MNU is contaminated. Johannesburg needs to be policed, yes, but by a real police force trained not to use their weapons rather than soldiers instructed to do the opposite. Everything I do for them, even the good things I may accomplish, is spoiled by the MNU's past.
That's why my kill-rate began to drop after the spaceship left. While everyone around me got more intense, while the violence (200 miles away from the city, so no one would ever see or hear about it) escalated while the population seemed to stay the same, I was the one who kept a cool head, kept my safety on and always thought twice before pulling the trigger. I kept listening to the same music, wearing the same armor and talking the same talk with my friends, but inside I knew that I had changed.
So that when the spaceships come down again, even if I'm sent out to the front and am instantly blown to pieces by some unimaginable prawn weapon, even if I'm thought of as just another one of MNU's soldier's, I'll know the difference. I'll know that I tried, in my weak, barely-noticable way, to do the right thing.
But none of this helps at night, because at night, especially when I'm away from my apartment, sleeping overnight outside of the new district, it's harder to tell myself these things and believe them. At night all I can hear is the accusations of an activist who somehow got into the barracks that morning, waving a microphone in my face and asking me how I can live with myself. All I can see is the face of my father, leaning forward expectantly as I tell him about that day's work.
And I see other faces, too, faces that look the same except for their colorings, plated insect faces smeared with dirt, garbage, and an MNU sticker on the back of their heads, wide eyes pleading silently with me to put the gun down, clicking noises I can't understand half the time.
I want to speak freely to them, want to take them aside, calm them down and have a real conversation with them. I want to be able to tell them that I'm not angry, to whisper to them that I'm different, that I care about them, that I'm not like the others around me, that most people on earth aren't like them either.

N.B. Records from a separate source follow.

//! Core data model shared across the registry, preprocessors, and processors.
//!
//! See the data model section of the design notes for the invariants each
//! type is expected to uphold (identity, lifecycle, ownership).

use chrono::{DateTime, Utc};
use serde::{Deserialize, Serialize};
use std::collections::HashMap;
use std::path::PathBuf;
use std::sync::Mutex;

/// Broad media kind, derived from the corrected extension.
#[derive(Debug, Clone, Copy, PartialEq, Eq, Serialize, Deserialize)]
#[serde(rename_all = "lowercase")]
pub enum MediaCategory {
    Image,
    Video,
    Audio,
    Other,
}

/// The unit of interest after media/metadata matching.
///
/// Identity is `(content_hash)` across an entire run, and `(source_path)`
/// within a single preprocessor. Mutated exactly twice after creation:
/// once when matching attaches metadata, once when extension correction
/// runs. Never mutated after copy.
#[derive(Debug, Clone, Serialize, Deserialize)]
pub struct MediaItem {
    pub source_path: PathBuf,
    pub original_filename: String,
    pub category: MediaCategory,
    pub content_hash: Option<String>,
    pub declared_extension: String,
    pub corrected_extension: String,
    pub mime: Option<String>,
    pub size_bytes: u64,
    pub metadata: serde_json::Value,
}

/// One native-metadata record from a source's own format.
#[derive(Debug, Clone, Serialize, Deserialize)]
pub struct MetadataEntry {
    /// Derived match key (filename stem, ID, or timestamp, depending on source).
    pub match_key: String,
    pub content: serde_json::Value,
    pub matched: bool,
}

impl MetadataEntry {
    pub fn new(match_key: impl Into<String>, content: serde_json::Value) -> Self {
        Self {
            match_key: match_key.into(),
            content,
            matched: false,
        }
    }
}

/// Source-specific location from which a duplicate content hash was
/// referenced a second (or further) time.
#[derive(Debug, Clone, Serialize, Deserialize)]
#[serde(tag = "source", rename_all = "snake_case")]
pub enum MatchContext {
    Discord { channel_id: String, message_id: String },
    IMessage { conversation_id: String, message_index: usize },
    GooglePhotos { album_name: String },
    GoogleChat { conversation_id: String, message_index: usize },
    Snapchat { conversation_id: String, message_index: usize },
    Generic { location: String },
}

/// A single hash registry entry: the canonical output file plus every
/// context that referenced the same bytes.
#[derive(Debug, Clone, Serialize, Deserialize)]
pub struct HashRecord {
    pub first_filename: String,
    pub first_source_path: PathBuf,
    pub contexts: Vec<MatchContext>,
}

/// `content_hash -> HashRecord` map with single-writer-per-hash semantics.
///
/// Every duplicate context appended to a hash's record resolves to the same
/// output filename (invariant from the data model section).
#[derive(Default)]
pub struct HashRegistry {
    inner: Mutex<HashMap<String, HashRecord>>,
}

impl HashRegistry {
    pub fn new() -> Self {
        Self::default()
    }

    /// Claims `hash` for `filename`/`source_path` if it is not yet present,
    /// otherwise appends `context` to the existing record. Returns `true`
    /// when this call was the first writer (i.e. the caller should actually
    /// copy the file), `false` when it was a duplicate.
    pub fn claim(
        &self,
        hash: &str,
        filename: &str,
        source_path: &PathBuf,
        context: MatchContext,
    ) -> bool {
        let mut guard = self.inner.lock().expect("hash registry mutex poisoned");
        match guard.get_mut(hash) {
            Some(record) => {
                record.contexts.push(context);
                false
            }
            None => {
                guard.insert(
                    hash.to_string(),
                    HashRecord {
                        first_filename: filename.to_string(),
                        first_source_path: source_path.clone(),
                        contexts: vec![context],
                    },
                );
                true
            }
        }
    }

    pub fn get(&self, hash: &str) -> Option<HashRecord> {
        self.inner.lock().expect("hash registry mutex poisoned").get(hash).cloned()
    }

    pub fn len(&self) -> usize {
        self.inner.lock().expect("hash registry mutex poisoned").len()
    }

    pub fn is_empty(&self) -> bool {
        self.len() == 0
    }

    pub fn into_inner(self) -> HashMap<String, HashRecord> {
        self.inner.into_inner().expect("hash registry mutex poisoned")
    }
}

/// Conversation type tag, common across message-based sources.
#[derive(Debug, Clone, Copy, PartialEq, Eq, Serialize, Deserialize)]
#[serde(rename_all = "lowercase")]
pub enum ConversationType {
    Dm,
    Group,
    Server,
    Space,
    Other,
}

/// A single message within a conversation.
#[derive(Debug, Clone, Serialize, Deserialize)]
pub struct MessageRecord {
    pub sender: String,
    pub created: DateTime<Utc>,
    pub content: Option<String>,
    pub media_files: Vec<String>,
    #[serde(skip_serializing_if = "Option::is_none")]
    pub metadata: Option<serde_json::Value>,
}

/// Per-source grouping of messages, keyed by a stable identifier.
#[derive(Debug, Clone, Serialize, Deserialize)]
pub struct ConversationRecord {
    pub id: String,
    pub conversation_type: ConversationType,
    pub title: String,
    pub messages: Vec<MessageRecord>,
}

impl ConversationRecord {
    /// Sorts `messages` by creation time, the invariant required before emission.
    pub fn sort_messages(&mut self) {
        self.messages.sort_by_key(|m| m.created);
    }
}

/// One orphaned-media entry as recorded by the failure tracker.
#[derive(Debug, Clone, Serialize, Deserialize)]
pub struct OrphanedMedia {
    pub file_path: PathBuf,
    pub reason: String,
    pub context: serde_json::Value,
}

/// One orphaned-metadata entry.
#[derive(Debug, Clone, Serialize, Deserialize)]
pub struct OrphanedMetadata {
    pub metadata_entry: serde_json::Value,
    pub reason: String,
    pub context: serde_json::Value,
}

/// One processing-failure entry.
#[derive(Debug, Clone, Serialize, Deserialize)]
pub struct ProcessingFailure {
    pub file_path: PathBuf,
    pub metadata: serde_json::Value,
    pub reason: String,
    pub error_details: String,
    pub context: serde_json::Value,
}

/// The three disjoint failure lists, serialized verbatim in `failure-report.json`.
#[derive(Debug, Clone, Default, Serialize, Deserialize)]
pub struct FailureReport {
    pub processor_name: String,
    pub export_directory: String,
    pub timestamp: String,
    pub summary: FailureSummary,
    pub failed_matching: FailedMatching,
    pub failed_processing: Vec<ProcessingFailure>,
}

#[derive(Debug, Clone, Default, Serialize, Deserialize)]
pub struct FailureSummary {
    pub total_failures: usize,
    pub failed_matching: usize,
    pub failed_processing: usize,
}

#[derive(Debug, Clone, Default, Serialize, Deserialize)]
pub struct FailedMatching {
    pub orphaned_media: Vec<OrphanedMedia>,
    pub orphaned_metadata: Vec<OrphanedMetadata>,
}

/// Top-level MIME category used by the same-category extension-correction policy.
#[derive(Debug, Clone, Copy, PartialEq, Eq)]
pub enum MimeCategory {
    Image,
    Video,
    Audio,
    Other,
}

impl From<MimeCategory> for MediaCategory {
    fn from(value: MimeCategory) -> Self {
        match value {
            MimeCategory::Image => MediaCategory::Image,
            MimeCategory::Video => MediaCategory::Video,
            MimeCategory::Audio => MediaCategory::Audio,
            MimeCategory::Other => MediaCategory::Other,
        }
    }
}

/// A selected, immutable-for-the-process-lifetime hardware or software encoder.
#[derive(Debug, Clone, Serialize, Deserialize)]
pub struct EncoderProfile {
    pub name: String,
    pub is_hardware: bool,
    /// Arguments that must precede `-i` on the command line (VAAPI only).
    pub input_args: Vec<String>,
    /// Constant-quality output arguments, e.g. `-cq 18` for NVENC.
    pub quality_args: Vec<String>,
}

impl EncoderProfile {
    pub fn software() -> Self {
        Self {
            name: "libx265".to_string(),
            is_hardware: false,
            input_args: Vec::new(),
            quality_args: vec!["-c:v".into(), "libx265".into(), "-crf".into(), "18".into()],
        }
    }

    /// Bitrate-mode output arguments for a target bitrate in bits/sec, per
    /// the 1.15x headroom / 1.2x maxrate / 2x bufsize rule.
    pub fn bitrate_args(&self, target_bps: u64) -> Vec<String> {
        let scaled = (target_bps as f64 * 1.15) as u64;
        let maxrate = (target_bps as f64 * 1.2) as u64;
        let bufsize = target_bps * 2;
        let codec_flag: Vec<String> = match self.name.as_str() {
            "hevc_nvenc" | "hevc_videotoolbox" | "hevc_vaapi" | "hevc_qsv" | "hevc_amf" => {
                vec!["-c:v".into(), self.name.clone()]
            }
            _ => vec!["-c:v".into(), "libx265".into()],
        };
        let mut args = codec_flag;
        args.extend([
            "-b:v".into(),
            format!("{scaled}"),
            "-maxrate".into(),
            format!("{maxrate}"),
            "-bufsize".into(),
            format!("{bufsize}"),
        ]);
        args
    }
}

#[cfg(test)]
mod tests {
    use super::*;

    #[test]
    fn hash_registry_first_writer_claims() {
        let registry = HashRegistry::new();
        let claimed = registry.claim(
            "abc123",
            "photo.jpg",
            &PathBuf::from("/a/photo.jpg"),
            MatchContext::Generic { location: "album1".into() },
        );
        assert!(claimed);
        assert_eq!(registry.len(), 1);
    }

    #[test]
    fn hash_registry_duplicate_appends_context() {
        let registry = HashRegistry::new();
        registry.claim(
            "abc123",
            "photo.jpg",
            &PathBuf::from("/a/photo.jpg"),
            MatchContext::Generic { location: "album1".into() },
        );
        let claimed_again = registry.claim(
            "abc123",
            "photo-dup.jpg",
            &PathBuf::from("/b/photo-dup.jpg"),
            MatchContext::Generic { location: "album2".into() },
        );
        assert!(!claimed_again);
        let record = registry.get("abc123").unwrap();
        assert_eq!(record.first_filename, "photo.jpg");
        assert_eq!(record.contexts.len(), 2);
    }

    #[test]
    fn conversation_sorts_messages_by_time() {
        use chrono::TimeZone;
        let mut conv = ConversationRecord {
            id: "c1".into(),
            conversation_type: ConversationType::Dm,
            title: "Alice".into(),
            messages: vec![
                MessageRecord {
                    sender: "alice".into(),
                    created: Utc.with_ymd_and_hms(2024, 1, 2, 0, 0, 0).unwrap(),
                    content: None,
                    media_files: vec![],
                    metadata: None,
                },
                MessageRecord {
                    sender: "alice".into(),
                    created: Utc.with_ymd_and_hms(2024, 1, 1, 0, 0, 0).unwrap(),
                    content: None,
                    media_files: vec![],
                    metadata: None,
                },
            ],
        };
        conv.sort_messages();
        assert!(conv.messages[0].created < conv.messages[1].created);
    }
}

But I can't. All I can do is put the gun down, or shoot them in the foot if my friends are standing around, and hope they recognize that I just spared them their life.
Because if all they see of the human race is a snarling pack of savages pointing weapons, conducting medical experiments and yelling orders, the second or third ship that shows up here won't be a rescue mission, it'll be a battleship.
That's why nighttimes are the worst. Because I have to decide how many more prawns I can flat-out save before MNU gets suspicious. Because sometimes, in the middle of a riot, I have to choose between the lives of humans and the lives of prawns. Because I'm not sure if anything I'm doing, my pathetic little resistance, will have any effect or leave any kind of mark. Because I've tried drinking, partying, smoking, traveling...and nothing helps to relieve the pressure on my mind.
But through it all is a certainty: someone has to do this job. Someone has to work from the inside. Someone soldier enough to know how to aim precisely while running and human enough to know when not to pull the trigger at all.
And so, on nights like this, I take a sleeping pill.
And rest up for my shift the next morning.